Lime preparation and such system set ash handling equipment; adopt better leak-proof equipment to deliver lime powder.

Gas Defense

Store and place equipment (bottles, tanks) that produce harmful substance into secure places such as water treatment workshop, hydrazine holding tank; moreover the storage room should set mechanical exhaust devices.

Acid-base buffer storage area and metering plant set water washing device.

Set acid fog absorbing mouth on the top of the acid tank, as well as automatic security shower in the acid-base storage area.

Power distribution unit and overhaul rooms of SF6 electric installation should set mechanical exhaust devices and SF6 gas purification recovery package should be equipped.

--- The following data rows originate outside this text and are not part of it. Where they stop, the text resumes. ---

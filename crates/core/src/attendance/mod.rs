//! Attendance statuses and summaries.

use rust_decimal::Decimal;
use serde::{Deserialize, Serialize};

/// Attendance mark for one student on one day.
#[derive(Debug, Clone, Copy, PartialEq, Eq, Hash, Serialize, Deserialize)]
#[serde(rename_all = "snake_case")]
pub enum AttendanceStatus {
    /// In class.
    Present,
    /// Not in class.
    Absent,
    /// Arrived late.
    Late,
    /// Absent with permission.
    Excused,
}

impl AttendanceStatus {
    /// Returns the storage string for this status.
    #[must_use]
    pub const fn as_str(&self) -> &'static str {
        match self {
            Self::Present => "present",
            Self::Absent => "absent",
            Self::Late => "late",
            Self::Excused => "excused",
        }
    }
}

/// Attendance counts for a group of students on one day.
#[derive(Debug, Clone, Default, PartialEq, Eq, Serialize)]
pub struct AttendanceSummary {
    /// Students expected.
    pub total_students: u64,
    /// Marked present.
    pub present_count: u64,
    /// Marked absent.
    pub absent_count: u64,
    /// Marked late.
    pub late_count: u64,
    /// Marked excused.
    pub excused_count: u64,
    /// Students with any mark.
    pub recorded_count: u64,
    /// Present share of expected students, two decimals.
    pub percentage_present: Decimal,
}

impl AttendanceSummary {
    /// Summarises the recorded statuses against the expected head count.
    #[must_use]
    pub fn from_statuses<I>(total_students: u64, statuses: I) -> Self
    where
        I: IntoIterator<Item = AttendanceStatus>,
    {
        let mut summary = Self {
            total_students,
            ..Self::default()
        };
        for status in statuses {
            summary.recorded_count += 1;
            match status {
                AttendanceStatus::Present => summary.present_count += 1,
                AttendanceStatus::Absent => summary.absent_count += 1,
                AttendanceStatus::Late => summary.late_count += 1,
                AttendanceStatus::Excused => summary.excused_count += 1,
            }
        }
        if total_students > 0 {
            summary.percentage_present = (Decimal::from(summary.present_count)
                * Decimal::ONE_HUNDRED
                / Decimal::from(total_students))
            .round_dp(2);
        }
        summary
    }
}

#[cfg(test)]
mod tests {
    use super::*;
    use rust_decimal_macros::dec;

    #[test]
    fn test_summary_counts() {
        let summary = AttendanceSummary::from_statuses(
            3,
            [
                AttendanceStatus::Present,
                AttendanceStatus::Late,
                AttendanceStatus::Present,
            ],
        );
        assert_eq!(summary.present_count, 2);
        assert_eq!(summary.late_count, 1);
        assert_eq!(summary.recorded_count, 3);
        assert_eq!(summary.percentage_present, dec!(66.67));
    }

    #[test]
    fn test_empty_group() {
        let summary = AttendanceSummary::from_statuses(0, []);
        assert_eq!(summary.percentage_present, dec!(0));
        assert_eq!(summary.recorded_count, 0);
    }
}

622. Chemical Injury Prevention. In order to prevent injuries related to chemicals, the following measures can be taken:

To select anticorrosive material or lined coating material in relation to chemical process equipment, acid-base storage tank, sewage treatment equipment and related pipes as well as accessories.

To take anticorrosion measures in relation to chemical treatment areas, sewage treatment areas, battery room’s terrace, wall space and pipe ditch.

To prevent boiler from corrosion during shut-down, for example, a coupled ammonia maintenance might take about one month.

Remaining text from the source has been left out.